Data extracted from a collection
● ● ● ●

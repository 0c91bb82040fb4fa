//! Connection-scoped catalog of backend types.
//!
//! The catalog is read from `pg_type`/`pg_enum` when the connection opens and again on
//! `reload_types`. Host-type mappings registered by callers live alongside it and are
//! dropped with the connection.

use std::any::TypeId;
use std::collections::HashMap;
use std::sync::{PoisonError, RwLock};

use tokio_postgres::Client;
use tokio_postgres::types::{Kind, Type};

use crate::error::SqlMiddlewareDbError;

const CATALOG_QUERY: &str = "\
SELECT t.oid, t.typname::text, n.nspname::text, t.typtype::text, t.typcategory::text, \
       t.typelem, t.typbasetype \
FROM pg_catalog.pg_type t \
JOIN pg_catalog.pg_namespace n ON n.oid = t.typnamespace \
WHERE t.typtype IN ('b', 'd', 'e', 'p', 'r') \
  AND n.nspname NOT IN ('pg_toast', 'information_schema') \
ORDER BY (n.nspname = 'pg_catalog') DESC, (n.nspname = 'public') DESC, t.oid";

const ENUM_LABELS_QUERY: &str = "\
SELECT enumtypid, enumlabel::text FROM pg_catalog.pg_enum ORDER BY enumtypid, enumsortorder";

#[derive(Debug, Clone)]
struct CatalogRow {
    oid: u32,
    name: String,
    schema: String,
    typtype: String,
    category: String,
    elem: u32,
    base: u32,
}

#[derive(Debug, Default)]
struct Catalog {
    by_oid: HashMap<u32, Type>,
    by_name: HashMap<String, Type>,
}

impl Catalog {
    fn insert(&mut self, ty: Type) {
        let qualified = format!("{}.{}", ty.schema(), ty.name());
        // unqualified names keep the first entry; rows arrive pg_catalog first, then public
        self.by_name
            .entry(ty.name().to_string())
            .or_insert_with(|| ty.clone());
        self.by_name.insert(qualified, ty.clone());
        self.by_oid.insert(ty.oid(), ty);
    }

    /// Build types from catalog rows. Domains and arrays refer to other rows, so they are
    /// resolved in passes until no further progress is made.
    fn build(rows: Vec<CatalogRow>, mut enum_labels: HashMap<u32, Vec<String>>) -> Self {
        let mut catalog = Catalog::default();
        let mut deferred = Vec::new();

        for row in rows {
            if let Some(builtin) = Type::from_oid(row.oid) {
                catalog.insert(builtin);
                continue;
            }
            let kind = match row.typtype.as_str() {
                "e" => Kind::Enum(enum_labels.remove(&row.oid).unwrap_or_default()),
                "p" => Kind::Pseudo,
                "d" | "b" if row.typtype == "d" || row.category == "A" => {
                    deferred.push(row);
                    continue;
                }
                _ => Kind::Simple,
            };
            catalog.insert(Type::new(row.name, row.oid, kind, row.schema));
        }

        loop {
            let before = deferred.len();
            deferred.retain(|row| {
                let target = if row.typtype == "d" { row.base } else { row.elem };
                let Some(inner) = catalog.by_oid.get(&target).cloned() else {
                    return true;
                };
                let kind = if row.typtype == "d" {
                    Kind::Domain(inner)
                } else {
                    Kind::Array(inner)
                };
                catalog.insert(Type::new(row.name.clone(), row.oid, kind, row.schema.clone()));
                false
            });
            if deferred.is_empty() || deferred.len() == before {
                break;
            }
        }
        for row in deferred {
            tracing::debug!(oid = row.oid, name = %row.name, "type left unresolved in catalog");
        }

        catalog
    }
}

/// Per-connection type registry.
///
/// ```rust,no_run
/// # use pg_middleware::prelude::*;
/// # async fn demo(client: PgClient) -> Result<(), SqlMiddlewareDbError> {
/// struct Mood;
/// let mapper = client.type_mapper()?;
/// mapper.map::<Mood>("public.mood");
/// let mood = mapper.type_for::<Mood>()?;
/// # let _ = mood;
/// # Ok(()) }
/// ```
#[derive(Debug, Default)]
pub struct TypeMapper {
    catalog: RwLock<Catalog>,
    mappings: RwLock<HashMap<TypeId, (&'static str, String)>>,
}

impl TypeMapper {
    pub(crate) async fn load(&self, client: &Client) -> Result<(), SqlMiddlewareDbError> {
        let rows = client
            .query(CATALOG_QUERY, &[])
            .await?
            .iter()
            .map(|row| {
                Ok(CatalogRow {
                    oid: row.try_get(0)?,
                    name: row.try_get(1)?,
                    schema: row.try_get(2)?,
                    typtype: row.try_get(3)?,
                    category: row.try_get(4)?,
                    elem: row.try_get(5)?,
                    base: row.try_get(6)?,
                })
            })
            .collect::<Result<Vec<_>, tokio_postgres::Error>>()?;

        let mut enum_labels: HashMap<u32, Vec<String>> = HashMap::new();
        for row in client.query(ENUM_LABELS_QUERY, &[]).await? {
            enum_labels
                .entry(row.try_get(0)?)
                .or_default()
                .push(row.try_get(1)?);
        }

        let catalog = Catalog::build(rows, enum_labels);
        tracing::debug!(types = catalog.by_oid.len(), "type catalog loaded");
        *self.catalog.write().unwrap_or_else(PoisonError::into_inner) = catalog;
        Ok(())
    }

    /// Look up a backend type by name (`mood` or `public.mood`).
    ///
    /// # Errors
    /// Returns `SqlMiddlewareDbError::UnknownType` if the catalog has no such type.
    pub fn resolve(&self, name: &str) -> Result<Type, SqlMiddlewareDbError> {
        self.catalog
            .read()
            .unwrap_or_else(PoisonError::into_inner)
            .by_name
            .get(name)
            .cloned()
            .ok_or_else(|| SqlMiddlewareDbError::UnknownType(name.to_string()))
    }

    #[must_use]
    pub fn by_oid(&self, oid: u32) -> Option<Type> {
        self.catalog
            .read()
            .unwrap_or_else(PoisonError::into_inner)
            .by_oid
            .get(&oid)
            .cloned()
    }

    /// Number of types in the catalog.
    #[must_use]
    pub fn len(&self) -> usize {
        self.catalog
            .read()
            .unwrap_or_else(PoisonError::into_inner)
            .by_oid
            .len()
    }

    #[must_use]
    pub fn is_empty(&self) -> bool {
        self.len() == 0
    }

    /// Map host type `T` to a backend type name. Replaces any earlier mapping for `T`.
    pub fn map<T: ?Sized + 'static>(&self, pg_name: impl Into<String>) {
        self.mappings
            .write()
            .unwrap_or_else(PoisonError::into_inner)
            .insert(TypeId::of::<T>(), (std::any::type_name::<T>(), pg_name.into()));
    }

    /// Remove the mapping for `T`; returns whether one existed.
    pub fn unmap<T: ?Sized + 'static>(&self) -> bool {
        self.mappings
            .write()
            .unwrap_or_else(PoisonError::into_inner)
            .remove(&TypeId::of::<T>())
            .is_some()
    }

    /// Resolve the backend type mapped for `T`.
    ///
    /// # Errors
    /// Returns `SqlMiddlewareDbError::UnknownType` if `T` is unmapped or the mapped name is not
    /// in the catalog.
    pub fn type_for<T: ?Sized + 'static>(&self) -> Result<Type, SqlMiddlewareDbError> {
        let pg_name = self
            .mappings
            .read()
            .unwrap_or_else(PoisonError::into_inner)
            .get(&TypeId::of::<T>())
            .map(|(_, pg_name)| pg_name.clone())
            .ok_or_else(|| SqlMiddlewareDbError::UnknownType(std::any::type_name::<T>().to_string()))?;
        self.resolve(&pg_name)
    }

    /// Registered mappings as (host type name, backend type name).
    #[must_use]
    pub fn mappings(&self) -> Vec<(&'static str, String)> {
        let mut mappings: Vec<_> = self
            .mappings
            .read()
            .unwrap_or_else(PoisonError::into_inner)
            .values()
            .cloned()
            .collect();
        mappings.sort();
        mappings
    }
}
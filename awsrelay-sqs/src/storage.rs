//! In-memory lifecycle store for observed SQS messages

use chrono::{DateTime, Utc};
use parking_lot::RwLock;
use serde::{Deserialize, Serialize};
use std::collections::{BTreeMap, HashMap, HashSet};
use tracing::debug;

/// Kind of lifecycle event
#[derive(Debug, Clone, Copy, PartialEq, Eq, Hash, Serialize, Deserialize)]
#[serde(rename_all = "lowercase")]
pub enum MessageAction {
    Send,
    Receive,
    Delete,
}

/// One lifecycle event, also used as the current-state record of a message.
///
/// `deleted` and `deleted_at` are only ever set on current-state records.
#[derive(Debug, Clone, PartialEq, Serialize, Deserialize)]
#[serde(rename_all = "camelCase")]
pub struct Message {
    pub id: u64,
    pub message_id: String,
    #[serde(default, skip_serializing_if = "String::is_empty")]
    pub receipt_handle: String,
    pub queue_url: String,
    pub queue_name: String,
    pub body: String,
    #[serde(default, skip_serializing_if = "HashMap::is_empty")]
    pub attributes: HashMap<String, String>,
    pub action: MessageAction,
    pub timestamp: DateTime<Utc>,
    pub deleted: bool,
    #[serde(default, skip_serializing_if = "Option::is_none")]
    pub deleted_at: Option<DateTime<Utc>>,
}

/// Per-queue counters derived from history
#[derive(Debug, Clone, PartialEq, Eq, Serialize, Deserialize)]
#[serde(rename_all = "camelCase")]
pub struct QueueStats {
    pub queue_name: String,
    pub queue_url: String,
    pub total_sent: usize,
    pub total_received: usize,
    pub total_deleted: usize,
    pub pending: usize,
}

impl QueueStats {
    fn new(queue_name: &str, queue_url: &str) -> Self {
        Self {
            queue_name: queue_name.to_string(),
            queue_url: queue_url.to_string(),
            total_sent: 0,
            total_received: 0,
            total_deleted: 0,
            pending: 0,
        }
    }
}

#[derive(Debug, Default)]
struct StoreInner {
    /// provider message id -> current state
    messages: HashMap<String, Message>,
    /// queue name -> provider message ids seen on that queue
    queues: HashMap<String, HashSet<String>>,
    /// receipt handle -> provider message id
    receipts: HashMap<String, String>,
    /// every event, oldest first
    history: Vec<Message>,
    next_id: u64,
}

impl StoreInner {
    fn next_event_id(&mut self) -> u64 {
        self.next_id += 1;
        self.next_id
    }

    fn join_queue(&mut self, queue_name: &str, message_id: &str) {
        self.queues
            .entry(queue_name.to_string())
            .or_default()
            .insert(message_id.to_string());
    }
}

/// Concurrent record of every observed message lifecycle event.
///
/// All structures sit behind a single read/write lock. Each public method
/// takes the lock once and never performs I/O while holding it.
#[derive(Debug, Default)]
pub struct LifecycleStore {
    inner: RwLock<StoreInner>,
}

impl LifecycleStore {
    pub fn new() -> Self {
        Self::default()
    }

    /// Record a sent message. Callers filter out empty message ids.
    pub fn record_send(
        &self,
        queue_url: &str,
        queue_name: &str,
        message_id: &str,
        body: &str,
        attributes: HashMap<String, String>,
    ) {
        debug_assert!(!message_id.is_empty(), "record_send needs a message id");

        let mut inner = self.inner.write();
        let event = Message {
            id: inner.next_event_id(),
            message_id: message_id.to_string(),
            receipt_handle: String::new(),
            queue_url: queue_url.to_string(),
            queue_name: queue_name.to_string(),
            body: body.to_string(),
            attributes,
            action: MessageAction::Send,
            timestamp: Utc::now(),
            deleted: false,
            deleted_at: None,
        };

        inner.messages.insert(message_id.to_string(), event.clone());
        inner.join_queue(queue_name, message_id);
        inner.history.push(event);

        debug!(queue = %queue_name, message_id = %message_id, "Recorded send");
    }

    /// Record a received message.
    ///
    /// The receipt handle always points at `message_id` afterwards. Messages
    /// that were already on the queue before observation started get a
    /// current-state entry on first receive.
    pub fn record_receive(
        &self,
        queue_url: &str,
        queue_name: &str,
        message_id: &str,
        receipt_handle: &str,
        body: &str,
        attributes: HashMap<String, String>,
    ) {
        let mut inner = self.inner.write();
        let event = Message {
            id: inner.next_event_id(),
            message_id: message_id.to_string(),
            receipt_handle: receipt_handle.to_string(),
            queue_url: queue_url.to_string(),
            queue_name: queue_name.to_string(),
            body: body.to_string(),
            attributes,
            action: MessageAction::Receive,
            timestamp: Utc::now(),
            deleted: false,
            deleted_at: None,
        };

        inner
            .receipts
            .insert(receipt_handle.to_string(), message_id.to_string());

        if !inner.messages.contains_key(message_id) {
            inner.messages.insert(message_id.to_string(), event.clone());
            inner.join_queue(queue_name, message_id);
            debug!(queue = %queue_name, message_id = %message_id, "First sighting on receive");
        }

        inner.history.push(event);

        debug!(queue = %queue_name, message_id = %message_id, "Recorded receive");
    }

    /// Record a delete by receipt handle.
    ///
    /// Unknown handles still produce a history event, with no message id or
    /// body, and leave the current state untouched.
    pub fn record_delete(&self, queue_url: &str, queue_name: &str, receipt_handle: &str) {
        let mut inner = self.inner.write();
        let now = Utc::now();
        let mut event = Message {
            id: inner.next_event_id(),
            message_id: String::new(),
            receipt_handle: receipt_handle.to_string(),
            queue_url: queue_url.to_string(),
            queue_name: queue_name.to_string(),
            body: String::new(),
            attributes: HashMap::new(),
            action: MessageAction::Delete,
            timestamp: now,
            deleted: false,
            deleted_at: None,
        };

        if let Some(message_id) = inner.receipts.get(receipt_handle).cloned() {
            if let Some(current) = inner.messages.get_mut(&message_id) {
                current.deleted = true;
                current.deleted_at = Some(now);
                event.body.clone_from(&current.body);
            }
            event.message_id = message_id;
            debug!(queue = %queue_name, message_id = %event.message_id, "Recorded delete");
        } else {
            debug!(queue = %queue_name, receipt = %receipt_handle, "Delete with unknown receipt handle");
        }

        inner.history.push(event);
    }

    /// Snapshot of current-state records, in no particular order
    pub fn get_messages(&self, queue_name: Option<&str>, include_deleted: bool) -> Vec<Message> {
        let inner = self.inner.read();
        inner
            .messages
            .values()
            .filter(|m| queue_name.map_or(true, |q| m.queue_name == q))
            .filter(|m| include_deleted || !m.deleted)
            .cloned()
            .collect()
    }

    /// Most recent events first. A `limit` of 0 returns the whole history.
    pub fn get_history(&self, limit: usize) -> Vec<Message> {
        let inner = self.inner.read();
        let limit = if limit == 0 {
            inner.history.len()
        } else {
            limit.min(inner.history.len())
        };

        inner.history.iter().rev().take(limit).cloned().collect()
    }

    /// Per-queue counters for every queue with at least one event, sorted by name
    pub fn get_queue_stats(&self) -> Vec<QueueStats> {
        let inner = self.inner.read();
        let mut stats: BTreeMap<&str, QueueStats> = BTreeMap::new();

        for event in &inner.history {
            let entry = stats
                .entry(event.queue_name.as_str())
                .or_insert_with(|| QueueStats::new(&event.queue_name, &event.queue_url));
            match event.action {
                MessageAction::Send => entry.total_sent += 1,
                MessageAction::Receive => entry.total_received += 1,
                MessageAction::Delete => entry.total_deleted += 1,
            }
        }

        for (queue_name, members) in &inner.queues {
            if let Some(entry) = stats.get_mut(queue_name.as_str()) {
                entry.pending = members
                    .iter()
                    .filter_map(|id| inner.messages.get(id))
                    .filter(|m| !m.deleted)
                    .count();
            }
        }

        stats.into_values().collect()
    }

    /// Drop every record. Event ids keep counting up.
    pub fn clear(&self) {
        let mut inner = self.inner.write();
        inner.messages.clear();
        inner.queues.clear();
        inner.receipts.clear();
        inner.history.clear();

        debug!("Cleared lifecycle store");
    }

    /// Number of events in history
    pub fn history_len(&self) -> usize {
        self.inner.read().history.len()
    }
}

● ● ● ●

- **PROBLEM**
Write the opening line of the data above and every line after it, exactly, stopping once you have written the line with "const CATALOG_QUERY: &str".

- **RESPONSE AREA**
repository 0c91bb82040fb4fa
//! Connection-scoped catalog of backend types.
//!
//! The catalog is read from `pg_type`/`pg_enum` when the connection opens and again on
//! `reload_types`. Host-type mappings registered by callers live alongside it and are
//! dropped with the connection.

use std::any::TypeId;
use std::collections::HashMap;
use std::sync::{PoisonError, RwLock};

use tokio_postgres::Client;
use tokio_postgres::types::{Kind, Type};

use crate::error::SqlMiddlewareDbError;

const CATALOG_QUERY: &str = "\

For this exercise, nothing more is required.